> WHAT IS REQUIRED:
For the listing that follows, give again exactly the lines from the one with "assert!(world.is_empty());" to the one with "if n % 3 == 0", including both.

> THE DATA:
//! Spawn placement logic.
//!
//! Each spawn places one obstacle, one score gate inside the traversal
//! gap, and, on every Nth spawn, one coin on the obstacle's side of the
//! corridor.

use super::types::SpawnScheduler;
use crate::core::config::SpawnConfig;
use crate::core::constants::{COIN_VERTICAL_BIAS, GAP_OFFSET_FRACTION, SCORE_ZONE_OFFSET};
use crate::world::{EntityId, EntityKind, Side, World};
use rand::Rng;

/// Everything placed by a single spawn.
#[derive(Debug, Clone)]
pub struct SpawnBatch {
    pub obstacle: EntityId,
    pub side: Side,
    pub obstacle_y: f64,
    pub score_zone: EntityId,
    pub coin: Option<EntityId>,
    pub coin_y: Option<f64>,
}

/// Advance the interval timer and spawn once it fills. Returns what was
/// placed, or `None` when no spawn was due (or the scheduler is stopped).
pub fn tick_spawner<R: Rng>(
    scheduler: &mut SpawnScheduler,
    world: &mut World,
    config: &SpawnConfig,
    dt: f64,
    rng: &mut R,
) -> Option<SpawnBatch> {
    if !scheduler.is_running() {
        return None;
    }

    scheduler.accumulator += dt;
    if scheduler.accumulator < config.interval {
        return None;
    }
    scheduler.accumulator = 0.0;

    Some(spawn_batch(scheduler, world, config, rng))
}

/// Place one obstacle, its paired score gate, and a periodic coin.
fn spawn_batch<R: Rng>(
    scheduler: &mut SpawnScheduler,
    world: &mut World,
    config: &SpawnConfig,
    rng: &mut R,
) -> SpawnBatch {
    let sample = rng.gen_range(config.min_y..config.max_y);
    let range = config.max_y - config.min_y;

    let side = scheduler.next_side;
    // Push the obstacle away from the sampled height so the gap around
    // the sample stays navigable.
    let obstacle_y = match side {
        Side::Bottom => sample - range * GAP_OFFSET_FRACTION,
        Side::Top => sample + range * GAP_OFFSET_FRACTION,
    };
    let obstacle = world.spawn(EntityKind::Obstacle(side), config.spawn_x, obstacle_y);

    // The score gate sits in the gap the player traverses.
    let zone_y = match side {
        Side::Bottom => obstacle_y + SCORE_ZONE_OFFSET,
        Side::Top => obstacle_y - SCORE_ZONE_OFFSET,
    };
    let score_zone = world.spawn(EntityKind::ScoreZone, config.spawn_x, zone_y);

    scheduler.spawned += 1;

    // Every Nth obstacle brings a coin, placed midway between the sample
    // and the obstacle height biased toward the gap.
    let (coin, coin_y) = if config.spawns_per_coin > 0
        && scheduler.spawned % config.spawns_per_coin == 0
    {
        let y = match side {
            Side::Bottom => (sample + obstacle_y + COIN_VERTICAL_BIAS) / 2.0,
            Side::Top => (sample + obstacle_y - COIN_VERTICAL_BIAS) / 2.0,
        };
        (Some(world.spawn(EntityKind::Coin, config.spawn_x, y)), Some(y))
    } else {
        (None, None)
    };

    scheduler.next_side = side.flipped();

    SpawnBatch {
        obstacle,
        side,
        obstacle_y,
        score_zone,
        coin,
        coin_y,
    }
}

#[cfg(test)]
mod tests {
    use super::*;
    use rand::SeedableRng;
    use rand_chacha::ChaCha8Rng;

    fn test_rng() -> ChaCha8Rng {
        ChaCha8Rng::seed_from_u64(42)
    }

    fn running_scheduler() -> SpawnScheduler {
        let mut sched = SpawnScheduler::new();
        sched.start();
        sched
    }

    #[test]
    fn test_stopped_scheduler_never_spawns() {
        let mut sched = SpawnScheduler::new();
        let mut world = World::new();
        let config = SpawnConfig::default();
        let mut rng = test_rng();
        for _ in 0..100 {
            assert!(tick_spawner(&mut sched, &mut world, &config, 1.0, &mut rng).is_none());
        }
        assert!(world.is_empty());
    }

    #[test]
    fn test_spawn_fires_when_interval_fills() {
        let mut sched = running_scheduler();
        let mut world = World::new();
        let config = SpawnConfig::default();
        let mut rng = test_rng();

        assert!(tick_spawner(&mut sched, &mut world, &config, 1.0, &mut rng).is_none());
        let batch = tick_spawner(&mut sched, &mut world, &config, 1.0, &mut rng);
        assert!(batch.is_some());
        // Accumulator resets after a spawn.
        assert!((sched.accumulator - 0.0).abs() < f64::EPSILON);
    }

    #[test]
    fn test_sides_strictly_alternate() {
        let mut sched = running_scheduler();
        let mut world = World::new();
        let config = SpawnConfig::default();
        let mut rng = test_rng();

        let mut sides = Vec::new();
        for _ in 0..8 {
            let batch = tick_spawner(&mut sched, &mut world, &config, config.interval, &mut rng)
                .expect("a full interval must spawn");
            sides.push(batch.side);
        }
        for pair in sides.windows(2) {
            assert_ne!(pair[0], pair[1], "consecutive spawns must alternate sides");
        }
        assert_eq!(sides[0], Side::Bottom);
    }

    #[test]
    fn test_coin_every_third_spawn() {
        let mut sched = running_scheduler();
        let mut world = World::new();
        let config = SpawnConfig::default();
        let mut rng = test_rng();

        for n in 1..=9u32 {
            let batch = tick_spawner(&mut sched, &mut world, &config, config.interval, &mut rng)
                .unwrap();
            if n % 3 == 0 {
                assert!(batch.coin.is_some(), "spawn #{n} should carry a coin");
            } else {
                assert!(batch.coin.is_none(), "spawn #{n} should not carry a coin");
            }
        }
    }

    #[test]
    fn test_obstacle_offset_stays_off_the_sample() {
        let config = SpawnConfig::default();
        let range = config.max_y - config.min_y;
        let mut sched = running_scheduler();
        let mut world = World::new();
        let mut rng = test_rng();

        for _ in 0..20 {
            let batch = tick_spawner(&mut sched, &mut world, &config, config.interval, &mut rng)
                .unwrap();
            // Recover the sample from the stored offset.
            let sample = match batch.side {
                Side::Bottom => batch.obstacle_y + range * GAP_OFFSET_FRACTION,
                Side::Top => batch.obstacle_y - range * GAP_OFFSET_FRACTION,
            };
            assert!(sample >= config.min_y && sample <= config.max_y);
        }
    }

    #[test]
    fn test_score_zone_sits_inside_the_gap() {
        let mut sched = running_scheduler();
        let mut world = World::new();
        let config = SpawnConfig::default();
        let mut rng = test_rng();

        for _ in 0..10 {
            let batch = tick_spawner(&mut sched, &mut world, &config, config.interval, &mut rng)
                .unwrap();
            let zone = world.get(batch.score_zone).unwrap();
            match batch.side {
                Side::Bottom => {
                    assert!((zone.y - (batch.obstacle_y + SCORE_ZONE_OFFSET)).abs() < 1e-9)
                }
                Side::Top => {
                    assert!((zone.y - (batch.obstacle_y - SCORE_ZONE_OFFSET)).abs() < 1e-9)
                }
            }
            assert!((zone.x - config.spawn_x).abs() < f64::EPSILON);
        }
    }

    #[test]
    fn test_coin_placed_at_biased_midpoint() {
        let config = SpawnConfig {
            spawns_per_coin: 1,
            ..Default::default()
        };
        let range = config.max_y - config.min_y;
        let mut sched = running_scheduler();
        let mut world = World::new();
        let mut rng = test_rng();

        for _ in 0..6 {
            let batch = tick_spawner(&mut sched, &mut world, &config, config.interval, &mut rng)
                .unwrap();
            let coin_y = batch.coin_y.expect("every spawn carries a coin");
            let sample = match batch.side {
                Side::Bottom => batch.obstacle_y + range * GAP_OFFSET_FRACTION,
                Side::Top => batch.obstacle_y - range * GAP_OFFSET_FRACTION,
            };
            let expected = match batch.side {
                Side::Bottom => (sample + batch.obstacle_y + COIN_VERTICAL_BIAS) / 2.0,
                Side::Top => (sample + batch.obstacle_y - COIN_VERTICAL_BIAS) / 2.0,
            };
            assert!((coin_y - expected).abs() < 1e-9);
        }
    }

    #[test]
    fn test_spawn_count_tracks_batches() {
        let mut sched = running_scheduler();
        let mut world = World::new();
        let config = SpawnConfig::default();
        let mut rng = test_rng();

        for _ in 0..5 {
            tick_spawner(&mut sched, &mut world, &config, config.interval, &mut rng);
        }
        assert_eq!(sched.spawned, 5);
        // Obstacle + zone per spawn, coin on spawn #3.
        assert_eq!(world.len(), 5 * 2 + 1);
    }
}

> RESPONSE AREA:
        assert!(world.is_empty());
    }

    #[test]
    fn test_spawn_fires_when_interval_fills() {
        let mut sched = running_scheduler();
        let mut world = World::new();
        let config = SpawnConfig::default();
        let mut rng = test_rng();

        assert!(tick_spawner(&mut sched, &mut world, &config, 1.0, &mut rng).is_none());
        let batch = tick_spawner(&mut sched, &mut world, &config, 1.0, &mut rng);
        assert!(batch.is_some());
        // Accumulator resets after a spawn.
        assert!((sched.accumulator - 0.0).abs() < f64::EPSILON);
    }

    #[test]
    fn test_sides_strictly_alternate() {
        let mut sched = running_scheduler();
        let mut world = World::new();
        let config = SpawnConfig::default();
        let mut rng = test_rng();

        let mut sides = Vec::new();
        for _ in 0..8 {
            let batch = tick_spawner(&mut sched, &mut world, &config, config.interval, &mut rng)
                .expect("a full interval must spawn");
            sides.push(batch.side);
        }
        for pair in sides.windows(2) {
            assert_ne!(pair[0], pair[1], "consecutive spawns must alternate sides");
        }
        assert_eq!(sides[0], Side::Bottom);
    }

    #[test]
    fn test_coin_every_third_spawn() {
        let mut sched = running_scheduler();
        let mut world = World::new();
        let config = SpawnConfig::default();
        let mut rng = test_rng();

        for n in 1..=9u32 {
            let batch = tick_spawner(&mut sched, &mut world, &config, config.interval, &mut rng)
                .unwrap();
            if n % 3 == 0 {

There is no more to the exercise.